Accessibility Network
The Accessibility Network is a decentralized community of professionals across the University of Cincinnati who are cross‑trained in both their primary roles and digital accessibility. Instead of a single, standalone accessibility office, UC embeds accessibility experts directly into colleges, departments, and units.
This structure reflects how UC really works: content and tools are created everywhere, every day. To support that, accessibility expertise also needs to live everywhere, not in one central team that tries to “fix” things at the end.
Who is part of the Accessibility Network?
The offices that make up the Accessibility Network directly create, manage, or influence UC’s electronic environment and support the creation of accessible content for persons with disabilities across the university.
Accessibility Network Core Team
The Core Team brings together expertise from key units that shape UC’s digital and physical experience:
- DTS (Digital Technology Solutions): Builds, implements, and supports accessible, real‑world technical solutions and enterprise systems.
- Center for the Enhancement of Teaching and Learning (CET&L): Integrates accessibility as an essential branch of inclusive pedagogy and supports faculty in designing accessible learning experiences.
- Office of Institutional Accessibility: Connects legal and compliance standards with best practices for inclusion of disabled community members and ensures UC’s policies reflect those standards.
- Accessibility Resources: Directly serves and advocates for disabled students, faculty, and staff; provides accommodations; and leads efforts in equity and access.
- Marketing and Communications: Ensures UC’s “front door” — websites, digital communications, and brand materials — is accessible and welcoming to all audiences.

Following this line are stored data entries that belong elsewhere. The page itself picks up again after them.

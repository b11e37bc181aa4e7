//! Shell forcing and `cmd.exe` escaping.
//!
//! On Windows only `*.exe` and `*.com` files start without an interpreter;
//! scripts and `*.cmd` / `*.bat` launchers need `cmd.exe`. The decision and
//! the escaping are pure functions of an explicit [`Platform`], so both
//! branches run on any host.

use std::path::Path;

/// Extensions of files the Windows loader starts directly.
const NATIVE_EXTENSIONS: [&str; 2] = [".exe", ".com"];

/// Operating system family the command is prepared for.
#[derive(Debug, Clone, Copy, PartialEq, Eq)]
pub enum Platform {
    /// Windows: native binaries only, `cmd.exe` for everything else.
    Windows,
    /// Any other platform.
    Unix,
}

impl Platform {
    /// The platform this crate was built for.
    pub fn current() -> Self {
        if cfg!(windows) {
            Self::Windows
        } else {
            Self::Unix
        }
    }

    /// Separator of `PATH` entries.
    pub fn path_delimiter(&self) -> char {
        match self {
            Self::Windows => ';',
            Self::Unix => ':',
        }
    }
}

/// Decide whether `program` must run through `cmd.exe`.
///
/// An explicit `shell` choice from the caller is never overridden. The
/// search covers `cwd` and every `PATH` entry, with each native
/// extension appended to `program`.
pub fn is_forced_shell(
    program: &str,
    platform: Platform,
    shell: Option<bool>,
    cwd: &Path,
    path_var: Option<&str>,
    is_file: impl Fn(&Path) -> bool,
) -> bool {
    if platform != Platform::Windows || shell.is_some() {
        return false;
    }

    let lowercase = program.to_lowercase();
    if NATIVE_EXTENSIONS.iter().any(|ext| lowercase.ends_with(ext)) {
        return false;
    }

    let path_dirs = path_var
        .unwrap_or_default()
        .split(platform.path_delimiter())
        .filter(|part| !part.is_empty())
        .map(strip_quotes);
    let dirs: Vec<&Path> = std::iter::once(cwd)
        .chain(path_dirs.map(Path::new))
        .collect();

    let found = NATIVE_EXTENSIONS.iter().any(|ext| {
        dirs.iter()
            .any(|dir| is_file(&dir.join(format!("{program}{ext}"))))
    });
    !found
}

fn strip_quotes(part: &str) -> &str {
    part.strip_prefix('"')
        .and_then(|inner| inner.strip_suffix('"'))
        .unwrap_or(part)
}

/// Escape the program and arguments for `cmd.exe` when the shell is forced.
pub fn escape_arguments(program: &str, args: &[String], forced: bool) -> (String, Vec<String>) {
    if !forced {
        return (program.to_owned(), args.to_vec());
    }

    (
        escape_metacharacters(program),
        args.iter().map(|arg| escape_argument(arg)).collect(),
    )
}

/// Quote one argument for `cmd.exe` running a batch file.
///
/// Metacharacters are escaped twice: once for `cmd.exe` itself and once
/// for the batch file it runs.
fn escape_argument(arg: &str) -> String {
    let mut quoted = String::with_capacity(arg.len() + 2);
    quoted.push('"');
    let mut backslashes = 0;
    for c in arg.chars() {
        match c {
            '\\' => backslashes += 1,
            '"' => {
                quoted.extend(std::iter::repeat('\\').take(backslashes * 2 + 1));
                quoted.push('"');
                backslashes = 0;
            }
            _ => {
                quoted.extend(std::iter::repeat('\\').take(backslashes));
                quoted.push(c);
                backslashes = 0;
            }
        }
    }
    quoted.extend(std::iter::repeat('\\').take(backslashes * 2));
    quoted.push('"');

    escape_metacharacters(&escape_metacharacters(&quoted))
}

/// Prefix every `cmd.exe` metacharacter with `^`.
fn escape_metacharacters(text: &str) -> String {
    let mut escaped = String::with_capacity(text.len());
    for c in text.chars() {
        if matches!(
            c,
            '(' | ')' | '[' | ']' | '%' | '!' | '^' | '"' | '`' | '<' | '>' | '&' | '|' | ';'
                | ',' | ' ' | '*' | '?'
        ) {
            escaped.push('^');
        }
        escaped.push(c);
    }
    escaped
}

/// The command handed to the loader when a shell runs `program`.
///
/// Returns `(program, args, verbatim)`. Verbatim arguments must be passed
/// to the loader without any further quoting.
pub fn shell_invocation(
    platform: Platform,
    program: &str,
    args: &[String],
    comspec: Option<&str>,
) -> (String, Vec<String>, bool) {
    let line = std::iter::once(program)
        .chain(args.iter().map(String::as_str))
        .collect::<Vec<_>>()
        .join(" ");

    match platform {
        Platform::Windows => (
            comspec.unwrap_or("cmd.exe").to_owned(),
            vec![
                "/d".to_owned(),
                "/s".to_owned(),
                "/c".to_owned(),
                format!("\"{line}\""),
            ],
            true,
        ),
        Platform::Unix => ("/bin/sh".to_owned(), vec!["-c".to_owned(), line], false),
    }
}

#[cfg(test)]
mod tests {
    use super::*;
    use std::path::PathBuf;
    use std::sync::Mutex;

    fn never(_: &Path) -> bool {
        false
    }

    #[test]
    fn test_never_forced_off_windows() {
        assert!(!is_forced_shell(
            "script.cmd",
            Platform::Unix,
            None,
            Path::new("/tmp"),
            Some("/usr/bin"),
            never
        ));
    }

    #[test]
    fn test_explicit_choice_respected() {
        for shell in [Some(true), Some(false)] {
            assert!(!is_forced_shell(
                "script",
                Platform::Windows,
                shell,
                Path::new("C:\\work"),
                None,
                never
            ));
        }
    }

    #[test]
    fn test_native_extension_not_forced() {
        for program in ["tool.exe", "TOOL.EXE", "legacy.Com"] {
            assert!(!is_forced_shell(
                program,
                Platform::Windows,
                None,
                Path::new("C:\\work"),
                None,
                never
            ));
        }
    }

    #[test]
    fn test_native_binary_found_on_path() {
        let found = |path: &Path| {
            let path = path.to_string_lossy();
            path.contains("Program Files") && path.ends_with("git.exe")
        };
        assert!(!is_forced_shell(
            "git",
            Platform::Windows,
            None,
            Path::new("C:\\work"),
            Some(";C:\\Windows;\"C:\\Program Files\\Git\";"),
            found
        ));
    }

    #[test]
    fn test_native_binary_found_in_cwd() {
        let found = |path: &Path| path.starts_with("C:\\work") && path.ends_with("tool.com");
        assert!(!is_forced_shell(
            "tool",
            Platform::Windows,
            None,
            Path::new("C:\\work"),
            None,
            found
        ));
    }

    #[test]
    fn test_script_forced_and_candidates_checked() {
        let checked = Mutex::new(Vec::<PathBuf>::new());
        let forced = is_forced_shell(
            "eslint",
            Platform::Windows,
            None,
            Path::new("C:\\work"),
            Some("C:\\bin;\"C:\\node\""),
            |path: &Path| {
                checked.lock().unwrap().push(path.to_path_buf());
                false
            },
        );

        assert!(forced);
        let checked = checked.into_inner().unwrap();
        assert_eq!(checked.len(), 6);
        assert!(checked.iter().all(|p| !p.to_string_lossy().contains('"')));
        assert!(checked
            .iter()
            .any(|p| p.to_string_lossy().ends_with("eslint.com")));
    }

    #[test]
    fn test_no_escaping_unless_forced() {
        let args = vec!["a b".to_string(), "\"q\"".to_string()];
        let (program, escaped) = escape_arguments("prog", &args, false);
        assert_eq!(program, "prog");
        assert_eq!(escaped, args);
    }

    #[test]
    fn test_escape_program_single_pass() {
        let (program, _) = escape_arguments("my tool", &[], true);
        assert_eq!(program, "my^ tool");
    }

    #[test]
    fn test_escape_plain_argument() {
        let (_, args) = escape_arguments("prog", &["value".to_string()], true);
        assert_eq!(args, vec!["^^^\"value^^^\""]);
    }

    #[test]
    fn test_escape_argument_with_space() {
        let (_, args) = escape_arguments("prog", &["foo bar".to_string()], true);
        assert_eq!(args, vec!["^^^\"foo^^^ bar^^^\""]);
    }

    #[test]
    fn test_escape_embedded_quote() {
        let (_, args) = escape_arguments("prog", &["a\"b".to_string()], true);
        assert_eq!(args, vec!["^^^\"a\\^^^\"b^^^\""]);
    }

    #[test]
    fn test_escape_backslashes_before_quote_doubled() {
        let (_, args) = escape_arguments("prog", &["a\\\"b".to_string()], true);
        assert_eq!(args, vec!["^^^\"a\\\\\\^^^\"b^^^\""]);
    }

    #[test]
    fn test_escape_trailing_backslash_doubled() {
        let (_, args) = escape_arguments("prog", &["dir\\".to_string()], true);
        assert_eq!(args, vec!["^^^\"dir\\\\^^^\""]);
    }

    #[test]
    fn test_interior_backslashes_untouched() {
        let (_, args) = escape_arguments("prog", &["C:\\a\\b".to_string()], true);
        assert_eq!(args, vec!["^^^\"C:\\a\\b^^^\""]);
    }

    #[test]
    fn test_shell_invocation_unix() {
        let (program, args, verbatim) =
            shell_invocation(Platform::Unix, "echo", &["$HOME".to_string()], None);
        assert_eq!(program, "/bin/sh");
        assert_eq!(args, vec!["-c", "echo $HOME"]);
        assert!(!verbatim);
    }

    #[test]
    fn test_shell_invocation_windows() {
        let (program, args, verbatim) = shell_invocation(
            Platform::Windows,
            "npm",
            &["^^^\"install^^^\"".to_string()],
            Some("C:\\Windows\\system32\\cmd.exe"),
        );
        assert_eq!(program, "C:\\Windows\\system32\\cmd.exe");
        assert_eq!(args, vec!["/d", "/s", "/c", "\"npm ^^^\"install^^^\"\""]);
        assert!(verbatim);
    }

    #[test]
    fn test_path_delimiter() {
        assert_eq!(Platform::Windows.path_delimiter(), ';');
        assert_eq!(Platform::Unix.path_delimiter(), ':');
    }
}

What the network accomplishes together
Across these roles, the Accessibility Network shapes UC’s accessibility standards and guidance by combining technical, pedagogical, legal, and user‑experience perspectives; improves the systems and content people use every day, from learning tools and websites to communications and administrative processes; provides training, resources, and consultations so that individuals and units can build accessibility into their own work; and helps UC move toward compliance and equity by making accessibility a shared, embedded responsibility—not a last‑minute check handled by a single office.